Hace poco tuve la oportunidad de visitar el museo del apartheid en la ciudad de Johannesburgo (Sud África). Es verdad, un país lejano, una sociedad lejana, un conflicto lejano, una realidad lejana.
El museo, mas allá de su impresionante concepción arquitectónica y museográfrica, muestra la historia de un pueblo negro, preso en su propio país por culpa de la riqueza de sus tierras: oro, diamantes, platino, etc. La historia de un pueblo negro segregado, asesinado, vejado bajo una ley humana que decía que los blancos dominan y mandan por el poder del dinero, las armas, la ley y una incompresible superioridad de raza, y que los negros deben vivir aislados, abusados y matados por el color de su piel. Una historia triste, macabra, dolorosa, que tuvo fin hace pocos años, ante la mirada de un mundo que cierra los ojos a los verdaderos problemas de las sociedades divididas y que los sigue cerrando ante la muerte de civiles en países donde el poder domina la voluntad y la vida de los seres humanos.
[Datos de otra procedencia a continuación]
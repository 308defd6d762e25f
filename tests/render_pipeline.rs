// CPU-side pipeline properties: call sorting, frustum culling decisions,
// light batching, and shadow-slot bookkeeping, exercised together the way
// one frame drives them.

use glam::{Mat4, Vec3};

use lantern::asset::Handle;
use lantern::renderer::{
    assign_shadow_slots, caster_signature, plan_light_batches, sort_render_calls,
    LightsBlock, RenderCall, MAX_LIGHTS_PER_BATCH,
};
use lantern::scene::{Aabb, Camera, Light, LightKind, Transform};

fn call(distance: f32, blended: bool, center: Vec3) -> RenderCall {
    RenderCall {
        mesh: Handle::new(0),
        material: Handle::new(0),
        model: Mat4::IDENTITY,
        bounds: Aabb::new(center, Vec3::ONE),
        distance_to_camera: distance,
        blended,
    }
}

fn point_light(index: usize) -> Light {
    Light::new(
        LightKind::Point,
        Transform::from_translation(Vec3::new(index as f32, 2.0, 0.0)),
    )
    .with_intensity(index as f32 + 1.0)
}

#[test]
fn sorted_calls_never_interleave_classes() {
    let mut calls: Vec<RenderCall> = (0..20)
        .map(|i| call((i * 7 % 13) as f32, i % 3 == 0, Vec3::ZERO))
        .collect();
    sort_render_calls(&mut calls);

    let first_blended = calls.iter().position(|c| c.blended).unwrap();
    assert!(calls[..first_blended].iter().all(|c| !c.blended));
    assert!(calls[first_blended..].iter().all(|c| c.blended));

    let opaque: Vec<f32> = calls[..first_blended]
        .iter()
        .map(|c| c.distance_to_camera)
        .collect();
    assert!(opaque.windows(2).all(|w| w[0] <= w[1]));

    let blended: Vec<f32> = calls[first_blended..]
        .iter()
        .map(|c| c.distance_to_camera)
        .collect();
    assert!(blended.windows(2).all(|w| w[0] >= w[1]));
}

#[test]
fn culling_excludes_fully_outside_boxes_and_keeps_straddlers() {
    let camera = Camera {
        eye: Vec3::new(0.0, 0.0, 10.0),
        target: Vec3::ZERO,
        ..Camera::default()
    };
    let frustum = camera.frustum(1.0);

    let visible = call(10.0, false, Vec3::ZERO);
    let behind = call(10.0, false, Vec3::new(0.0, 0.0, 30.0));

    assert!(frustum.intersects(&visible.bounds));
    assert!(!frustum.intersects(&behind.bounds));

    // A box poking across the far plane still draws.
    let far_edge = camera.far;
    let straddling = call(
        far_edge,
        false,
        Vec3::new(0.0, 0.0, 10.0 - far_edge),
    );
    assert!(frustum.intersects(&straddling.bounds));
}

#[test]
fn seven_lights_batch_as_five_plus_two() {
    let lights: Vec<Light> = (0..7).map(point_light).collect();
    let ambient = Vec3::new(0.2, 0.2, 0.2);
    let batches = plan_light_batches(&lights, ambient, false);

    assert_eq!(batches.len(), 2);
    assert_eq!(batches[0].light_count(), 5);
    assert_eq!(batches[1].light_count(), 2);

    // First draw: scene ambient, normal blending, not the last iteration.
    assert!(batches[0].ambient().abs_diff_eq(ambient, 1e-6));
    assert!(!batches[0].is_last());

    // Second draw: zero ambient, additive accumulation, last iteration.
    assert_eq!(batches[1].ambient(), Vec3::ZERO);
    assert!(batches[1].is_last());
}

#[test]
fn batch_slices_are_disjoint_and_cover_every_light() {
    for n in [1usize, 4, 5, 6, 11, 23] {
        let lights: Vec<Light> = (0..n).map(point_light).collect();
        let batches = plan_light_batches(&lights, Vec3::ZERO, false);

        assert_eq!(batches.len(), n.div_ceil(MAX_LIGHTS_PER_BATCH));

        let marshalled: Vec<f32> = batches
            .iter()
            .flat_map(|b: &LightsBlock| {
                (0..b.light_count() as usize).map(|s| b.lights[s].color_intensity[3])
            })
            .collect();
        let expected: Vec<f32> = (0..n).map(|i| i as f32 + 1.0).collect();
        assert_eq!(marshalled, expected);
    }
}

#[test]
fn slot_assignment_is_stable_until_membership_changes() {
    let mut lights: Vec<Light> = (0..6).map(point_light).collect();
    lights[1].cast_shadows = true;
    lights[3].cast_shadows = true;
    lights[4].cast_shadows = true;

    let count = assign_shadow_slots(&mut lights);
    assert_eq!(count, 3);
    let signature = caster_signature(&lights);
    assert_eq!(signature, vec![1, 3, 4]);
    let slots: Vec<_> = lights.iter().map(|l| l.shadow_slot).collect();

    // Rebuilds with the same membership reproduce the same slots.
    assign_shadow_slots(&mut lights);
    assert_eq!(
        lights.iter().map(|l| l.shadow_slot).collect::<Vec<_>>(),
        slots
    );

    // Toggling one caster shifts everyone behind it and changes the
    // signature, which is the rebuild trigger.
    lights[1].cast_shadows = false;
    let count = assign_shadow_slots(&mut lights);
    assert_eq!(count, 2);
    assert_ne!(caster_signature(&lights), signature);
    assert_eq!(lights[3].shadow_slot, Some(0));
    assert_eq!(lights[4].shadow_slot, Some(1));
}

#[test]
fn hidden_light_keeps_its_slot_but_leaves_the_batches() {
    let mut lights: Vec<Light> = (0..3).map(point_light).collect();
    lights[0].cast_shadows = true;
    lights[2].cast_shadows = true;
    assign_shadow_slots(&mut lights);

    lights[2].visible = false;

    // Membership (cast_shadows) did not change: no rebuild needed.
    assert_eq!(caster_signature(&lights), vec![0, 2]);
    assert_eq!(lights[2].shadow_slot, Some(1));

    // But the hidden light contributes to no batch this frame.
    let batches = plan_light_batches(&lights, Vec3::ZERO, false);
    let total: u32 = batches.iter().map(|b| b.light_count()).sum();
    assert_eq!(total, 2);
}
Mirando las fotografías de niños, mujeres, hombres y familias torturados, excluidos y asesinados por el apartheid, me puse a pensar en lo fácil que resulta dividir una sociedad entre negros y blancos, entre buenos y malos, entre politicos nuevos y antiguos, entre los que tienen el poder y entre los que lo quieren. Resulta muy fácil sembrar odios, venganzas, rumores, desconfianzas.
Las sociedades divididas solo le sirven al poder, que vive, lucra, y se fortalece de ellas.
Ojalá entre nosotros no sean necesarios un Gandhi o un Mandela, para decir no y luchar contra el discurso de la violencia, venga de donde venga. Hoy mas que nunca el poder debe ser de los ciudadanos que construyen con honestidad el futuro de la humanidad.
Debemos recuparar esa capacidad de sumar, de amar, de construir, de orientar, de soñar, de vivir, de tener fe, de tener esperanza, de soñar con tiempos de paz. Somos nosotros los responsables de una sociedad unida o dividida.